# [SOLVED] CPU Upgrade for the Dell XPS 720



## KevinatVAB (Mar 7, 2011)

Hello,

I currently have a Dell XPS 720, and I am pretty happy with it, even though I recently had to go onto e-bay and buy a replacement motherboard for it.

In the ordeal I had learning about motherboards in general (i.e. socket types, form factors, chipsets, etc.), I learned that Dell used a proprietary MB for the XPS 720. This makes the task of trying to ensure a new CPU is compatible with my motherboard a bit difficult for me, since I can't seem to find specs on my MB anywhere.

I currently have an Intel Core 2 Duo E6850 installed, and would like to upgrade to a Core 2 Quad processor. I am curious to see just how high end of a processor my MB would support, but right now I am looking to spend between $150 and $250 for an upgrade. 

My question is this - will any 775 socket type intel Core 2 quad core work, or are there specs I need to look at to ensure compatibility? And do you know where I can find specs on my MB?
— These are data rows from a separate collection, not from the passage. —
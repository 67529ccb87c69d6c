//! `datapuller` — the scheduled data-pull worker.
//!
//! Wires the credential store, persisted state, merged configuration,
//! audit database, API client and relay into an application context, then
//! hands the active integration to the cron scheduler.

use std::path::PathBuf;
use std::sync::Arc;
use std::time::Duration;

use anyhow::{Context, Result};
use clap::Parser;
use tracing::info;
use tracing_subscriber::{layer::SubscriberExt, util::SubscriberInitExt};

use bluepull_core::auth;
use bluepull_core::state::StateManager;
use bluepull_core::Config;

use bluepull_worker::{
    active_integration_service, ApiClient, AppContext, BluelockRelayService, JobScheduler,
    SqliteAuditStore,
};

/// Periodic Bitbucket Cloud data-pull worker.
#[derive(Parser, Debug)]
#[command(name = "datapuller")]
#[command(about = "Pulls repository, PR and commit data and relays it downstream")]
struct Cli {
    /// Environment root holding config/, secrets/, states/ and database.db.
    #[arg(long, default_value = ".")]
    root_dir: PathBuf,
}

#[tokio::main]
async fn main() -> Result<()> {
    tracing_subscriber::registry()
        .with(
            tracing_subscriber::EnvFilter::try_from_default_env()
                .unwrap_or_else(|_| "info".into()),
        )
        .with(tracing_subscriber::fmt::layer())
        .init();

    let cli = Cli::parse();
    let root_dir = cli.root_dir;

    info!("loading authentication tokens");
    let auth_tokens_path = root_dir.join("secrets").join("auth_tokens.json");
    let (credential_store, _) = auth::load_and_validate(&auth_tokens_path).with_context(|| {
        format!(
            "failed to load authentication tokens from {}",
            auth_tokens_path.display()
        )
    })?;
    let datapull_credentials = credential_store
        .datapull_credentials()
        .context("datapull credentials not found in the credential store")?
        .to_vec();
    info!(
        count = datapull_credentials.len(),
        "authentication tokens loaded"
    );

    info!("initializing state manager");
    let state_path = root_dir.join("states").join("datapuller.json");
    let state_manager = Arc::new(
        StateManager::new(&state_path)
            .with_context(|| format!("failed to initialize state manager at {}", state_path.display()))?,
    );

    info!("syncing token status with latest authentication credentials");
    state_manager
        .sync_token_status_with_latest_auth_credentials(&datapull_credentials)
        .context("failed to sync token status with latest authentication credentials")?;

    info!("loading configuration");
    let config = Arc::new(Config::load_merged(&root_dir).context("failed to load configuration")?);
    let active_service = config
        .active_service
        .context("no active service configured")?;

    info!("initializing audit database");
    let database_path = root_dir.join("database.db");
    let audit_store = Arc::new(
        SqliteAuditStore::open(&database_path)
            .await
            .with_context(|| format!("failed to open audit database at {}", database_path.display()))?,
    );

    let api_client = Arc::new(ApiClient::new(
        state_manager.clone(),
        datapull_credentials.clone(),
        Duration::from_secs(config.defaults.waiting_time_for_rate_limit_in_seconds),
    ));
    let data_relayer = Arc::new(BluelockRelayService::new(
        &config.common.relay_base_url,
        &config.common.org_code,
        active_service,
        config.secrets.dd_api_key.clone(),
    ));

    let context = AppContext::builder()
        .config(config.clone())
        .credentials(datapull_credentials)
        .state_manager(state_manager.clone())
        .audit_store(audit_store)
        .api_client(api_client)
        .data_relayer(data_relayer)
        .build()?;

    info!("initializing integration service");
    let service = active_integration_service(&context)?;
    service
        .validate_env_variables()
        .context("failed to validate environment variables for integration service")?;

    info!("starting job scheduler");
    let scheduler = JobScheduler::new("Datapull", config, state_manager, service);
    scheduler.run().await
}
As an aside, I am truly disappointed that the BTX form factor went away, and that Dell chose to use proprietary MB's and power supplies for this machine. The case is well built, the features it offers are nice, and there is plenty of room for a lot of add-on hardware, which the MB and the 1000 watt power supply will support. I find it sad that I will not be able to re-use the power supply or the case when it comes time to put this system out to pasture.

Anyway, any advice you could provide for upgrading my CPU would be greatly appreciated.


----------



## JMPC (Jan 15, 2011)

*Re: CPU Upgrade for the Dell XPS 720*

Even if you could upgrade to the fastest C2Q processor, it's going to be running the same speed as your current CPU (3Ghz). Unless you need the extras cores, I wouldn't bother.


----------



## Tyree (May 10, 2009)

*Re: CPU Upgrade for the Dell XPS 720*

Dell is infamous for using proprietary hardware and I would agree with JMPC's assessment. 
As with most OEM PC's, even if a CPU is physically compatible with the OEM Mobo the Bios may not be.


----------



## KevinatVAB (Mar 7, 2011)

*Re: CPU Upgrade for the Dell XPS 720*

Thanks for the quick responses! I didn't even think about BIOS support, and for some reason I thought there might be faster C2Q processors than 3GHz. 

While I understand the fact that the fastest Core 2 Quad would not run faster than my current processor, I was under the impression that 2 more cores would mean twice the processing power, which to a novice like me, sounds like things in general will "run faster" on my computer because of the additional processing power. However, I know that not all software is written to take advantage of additional cores, so would there be situations where the extra cores / processing power help the performance of my PC? 

I was hoping that some upgrades would stave off the obsolecence monster for another 2 - 3 years.

While I occasionaly use my computer for work-related purposes (MS office, with lots of very complicated spreadsheets, MS Project, etc.), I primarily use it for gaming (WoW, Call of Duty, etc.). My current configuration:

CPU: Intel Core 2 Duo E6850
RAM: 4 GB DDR 2 800 Mhz
Video Card: GeForce GTX 295
Phsyx Processor Board
Sound Card: Creative X-Fi Soundblaster
Vista Premium, 32 Bit
Two 250 Gb 7200 RPM hard drives in RAID 0 config


If upgrading to a C2Q really won't make much of a performance difference over what I have now, I guess I will save up my money and try my hand at building my own PC in a year or two. 

Thanks again for the replys!


----------



## Tyree (May 10, 2009)

*Re: CPU Upgrade for the Dell XPS 720*

Q /cores are advantageous for multitasking but games can't take advantage of the extra cores.


----------



## KevinatVAB (Mar 7, 2011)

*Re: CPU Upgrade for the Dell XPS 720*

Thanks for the info, Tyree. In that case, I will skip the CPU upgrade.


----------